## [TASK STATEMENT]
Wherever the string "anyhow" shows up in the data below, copy the whole line.

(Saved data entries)

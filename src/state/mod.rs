//! Reservation storage for nonce and task locks
//!
//! Handles:
//! - One reservation record per (namespace, key)
//! - Atomic claim of a free record among candidates
//! - Release (advance nonce), fail (keep nonce) and forced unlock
//!
//! Two backends: an in-process map and PostgreSQL for processes sharing a pool.

mod memory;
mod postgres;

pub use memory::MemoryLockStore;
pub use postgres::PgLockStore;

use crate::error::{RelayerError, RelayerResult};

use async_trait::async_trait;
use chrono::{DateTime, Utc};
use serde::Serialize;
use std::fmt;
use std::str::FromStr;
use uuid::Uuid;

/// State of a reservation record
#[derive(Debug, Clone, Copy, PartialEq, Eq, Serialize)]
#[serde(rename_all = "snake_case")]
pub enum ReservationState {
    Free,
    Locked,
    /// Free again, but the last holder failed and the nonce was not advanced
    Failed,
}

impl ReservationState {
    pub fn as_str(&self) -> &'static str {
        match self {
            ReservationState::Free => "free",
            ReservationState::Locked => "locked",
            ReservationState::Failed => "failed",
        }
    }

    /// Whether a new holder may claim the record
    pub fn is_available(&self) -> bool {
        !matches!(self, ReservationState::Locked)
    }
}

impl fmt::Display for ReservationState {
    fn fmt(&self, f: &mut fmt::Formatter<'_>) -> fmt::Result {
        f.write_str(self.as_str())
    }
}

impl FromStr for ReservationState {
    type Err = RelayerError;

    fn from_str(s: &str) -> Result<Self, Self::Err> {
        match s {
            "free" => Ok(ReservationState::Free),
            "locked" => Ok(ReservationState::Locked),
            "failed" => Ok(ReservationState::Failed),
            other => Err(RelayerError::LockStore(format!(
                "Unknown reservation state: {}",
                other
            ))),
        }
    }
}

/// How a holder gives a reservation back
#[derive(Debug, Clone, Copy, PartialEq, Eq)]
pub enum Settlement {
    /// The nonce was consumed; advance it by one
    Release,
    /// The nonce was not consumed
    Fail,
}

/// Snapshot of one stored record
#[derive(Debug, Clone, Serialize)]
pub struct ReservationRecord {
    pub key: String,
    pub nonce: u64,
    pub state: ReservationState,
    pub holder: Option<Uuid>,
    pub updated_at: DateTime<Utc>,
}

/// A successful claim
#[derive(Debug, Clone, PartialEq, Eq)]
pub struct LockGrant {
    pub key: String,
    pub nonce: u64,
    pub holder: Uuid,
}

/// Persistent reservation backend.
///
/// Every method is atomic with respect to concurrent callers, including
/// callers in other processes for shared backends.
#[async_trait]
pub trait NonceLockStore: Send + Sync {
    /// Create a free record seeded with `nonce` unless one exists. Returns whether it was created.
    async fn insert_if_absent(&self, namespace: &str, key: &str, nonce: u64) -> RelayerResult<bool>;

    /// Subset of `keys` that already have a record
    async fn existing_keys(&self, namespace: &str, keys: &[String]) -> RelayerResult<Vec<String>>;

    /// Claim one available record among `keys` for `holder`, or `None` if all are held.
    async fn try_lock(
        &self,
        namespace: &str,
        keys: &[String],
        holder: Uuid,
    ) -> RelayerResult<Option<LockGrant>>;

    /// Give a record back. Only applies while `holder` still owns it; returns whether it applied.
    async fn settle(
        &self,
        namespace: &str,
        key: &str,
        holder: Uuid,
        settlement: Settlement,
    ) -> RelayerResult<bool>;

    /// Extend a held lock's lease. Returns false once `holder` no longer owns the record.
    async fn renew(&self, namespace: &str, key: &str, holder: Uuid) -> RelayerResult<bool>;

    /// Free a record regardless of holder, optionally overwriting its nonce
    async fn unlock(&self, namespace: &str, key: &str, new_nonce: Option<u64>) -> RelayerResult<()>;

    async fn get(&self, namespace: &str, key: &str) -> RelayerResult<Option<ReservationRecord>>;

    async fn list(&self, namespace: &str) -> RelayerResult<Vec<ReservationRecord>>;

    async fn health_check(&self) -> RelayerResult<()>;
}
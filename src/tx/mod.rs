//! Transaction submission module with pooled signers and nonce reservations

mod gas;
mod intent;
mod nonce;
mod sender;

pub use gas::{GasEstimator, GasOverrides};
pub use intent::TransactionIntent;
pub use nonce::{address_key, NonceLock, NonceReservation, Reservation, TASKS_NAMESPACE, WALLET_NAMESPACE};
pub use sender::TransactionSender;
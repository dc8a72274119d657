use super::{InstrumentClass, Rate};

/// Live rates for one instrument class.
///
/// Implementations absorb every failure: an unreachable or misbehaving provider
/// yields an empty list.
#[async_trait::async_trait]
pub trait RateSource: Send + Sync {
    async fn fetch_rates(&self, class: InstrumentClass) -> Vec<Rate>;

    fn name(&self) -> &str;
}

/// A source that never has live data; every cycle falls back to stored rates.
pub struct NoopSource;

#[async_trait::async_trait]
impl RateSource for NoopSource {
    async fn fetch_rates(&self, _class: InstrumentClass) -> Vec<Rate> {
        Vec::new()
    }

    fn name(&self) -> &str {
        "noop"
    }
}
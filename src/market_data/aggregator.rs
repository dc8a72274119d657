use std::collections::BTreeMap;
use std::sync::Arc;

use chrono::{DateTime, Utc};
use tracing::{info, warn};

use crate::clock::{Clock, SystemClock};

use super::{InstrumentClass, Rate, RateSource, RateStore, RatesSnapshot};

/// Combines live provider rates with the last persisted rates for both instrument classes.
///
/// [`RateAggregator::current_rates`] never fails. Source failures arrive as an empty live
/// list; store failures are logged here and replaced with "nothing written" or "nothing
/// stored".
pub struct RateAggregator {
    source: Arc<dyn RateSource>,
    store: Arc<dyn RateStore>,
    clock: Arc<dyn Clock>,
}

impl RateAggregator {
    pub fn new(source: Arc<dyn RateSource>, store: Arc<dyn RateStore>) -> Self {
        Self {
            source,
            store,
            clock: Arc::new(SystemClock),
        }
    }

    pub fn with_clock(mut self, clock: Arc<dyn Clock>) -> Self {
        self.clock = clock;
        self
    }

    /// Run one aggregation cycle. Fiat and crypto are processed concurrently; every row
    /// written during the cycle carries the same timestamp.
    pub async fn current_rates(&self) -> RatesSnapshot {
        let observed_at = self.clock.now();
        let (fiat, crypto) = tokio::join!(
            self.class_rates(InstrumentClass::Fiat, observed_at),
            self.class_rates(InstrumentClass::Crypto, observed_at),
        );
        RatesSnapshot { fiat, crypto }
    }

    async fn class_rates(&self, class: InstrumentClass, observed_at: DateTime<Utc>) -> Vec<Rate> {
        let live = self.source.fetch_rates(class).await;

        if live.is_empty() {
            let stored = self.latest_snapshot(class).await;
            info!(
                class = %class,
                source = self.source.name(),
                stored = stored.len(),
                "no live rates; serving latest stored snapshot"
            );
            return merge_rates(&[], stored);
        }

        if let Err(e) = self.store.append(class, &live, observed_at).await {
            warn!(class = %class, error = %e, "failed to persist live rates");
        }

        let stored = self.latest_snapshot(class).await;
        let stored_count = stored.len();
        let merged = merge_rates(&live, stored);
        info!(
            class = %class,
            live = live.len(),
            stored = stored_count,
            merged = merged.len(),
            "merged live rates with stored snapshot"
        );
        merged
    }

    async fn latest_snapshot(&self, class: InstrumentClass) -> Vec<Rate> {
        match self.store.read_latest(class).await {
            Ok(rows) => rows.into_iter().map(Rate::from).collect(),
            Err(e) => {
                warn!(class = %class, error = %e, "failed to read latest stored rates");
                Vec::new()
            }
        }
    }
}

/// Key stored rates by symbol, then overwrite with live rates. Output is sorted by symbol
/// with one entry per symbol; a symbol repeated in `live` keeps its last value.
pub fn merge_rates(live: &[Rate], stored: Vec<Rate>) -> Vec<Rate> {
    let mut by_symbol: BTreeMap<String, Rate> = stored
        .into_iter()
        .map(|rate| (rate.symbol.clone(), rate))
        .collect();
    for rate in live {
        by_symbol.insert(rate.symbol.clone(), rate.clone());
    }
    by_symbol.into_values().collect()
}
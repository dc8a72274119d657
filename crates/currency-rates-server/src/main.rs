use std::path::PathBuf;

use anyhow::{Context, Result};
use clap::Parser;
use currency_rates::config::{default_config_path, ResolvedConfig};
use currency_rates::market_data::build_aggregator;
use currency_rates_server::{router, AppState};
use tracing::info;
use tracing_subscriber::{fmt, prelude::*, EnvFilter};

#[derive(Parser, Debug)]
#[command(name = "currency-rates-server")]
#[command(about = "Serve consolidated currency rates over HTTP")]
struct Cli {
    /// Path to config file.
    #[arg(short, long, default_value_os_t = default_config_path())]
    config: PathBuf,

    /// Override `server.bind` (e.g. "0.0.0.0:8080").
    #[arg(long)]
    bind: Option<String>,
}

#[tokio::main]
async fn main() -> Result<()> {
    tracing_subscriber::registry()
        .with(EnvFilter::try_from_default_env().unwrap_or_else(|_| EnvFilter::new("info")))
        .with(
            fmt::layer()
                .with_writer(std::io::stderr)
                .with_target(true)
                .with_level(true)
                .json(),
        )
        .init();

    let cli = Cli::parse();

    let config = ResolvedConfig::load_or_default(&cli.config)
        .with_context(|| format!("Failed to load config: {}", cli.config.display()))?;
    let aggregator = build_aggregator(&config)?;

    let bind = cli.bind.unwrap_or_else(|| config.server.bind.clone());
    let listener = tokio::net::TcpListener::bind(&bind)
        .await
        .with_context(|| format!("Failed to bind {bind}"))?;
    info!(bind = %bind, backend = ?config.storage.backend, "currency-rates-server listening");

    axum::serve(listener, router(AppState::new(aggregator)))
        .with_graceful_shutdown(async {
            let _ = tokio::signal::ctrl_c().await;
        })
        .await
        .context("Server error")?;

    Ok(())
}
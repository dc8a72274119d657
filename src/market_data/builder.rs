use std::sync::Arc;

use anyhow::Result;

use crate::config::{ResolvedConfig, StorageBackend};
use crate::market_data::{HttpRateSource, JsonlRateStore, MemoryRateStore, RateAggregator, RateStore};

/// Store selected by `storage.backend`. The JSONL store lives under the resolved data directory.
pub fn build_store(config: &ResolvedConfig) -> Arc<dyn RateStore> {
    match config.storage.backend {
        StorageBackend::Jsonl => Arc::new(JsonlRateStore::new(&config.data_dir)),
        StorageBackend::Memory => Arc::new(MemoryRateStore::new()),
    }
}

/// Validate the configuration and wire the HTTP source and configured store into an aggregator.
pub fn build_aggregator(config: &ResolvedConfig) -> Result<RateAggregator> {
    config.validate()?;

    let source = HttpRateSource::new(&config.upstream, &config.http);
    tracing::debug!(
        base_url = %config.upstream.base_url,
        backend = ?config.storage.backend,
        data_dir = %config.data_dir.display(),
        "building rate aggregator"
    );

    Ok(RateAggregator::new(Arc::new(source), build_store(config)))
}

## [REPLY]
use anyhow::{Context, Result};
use anyhow::Result;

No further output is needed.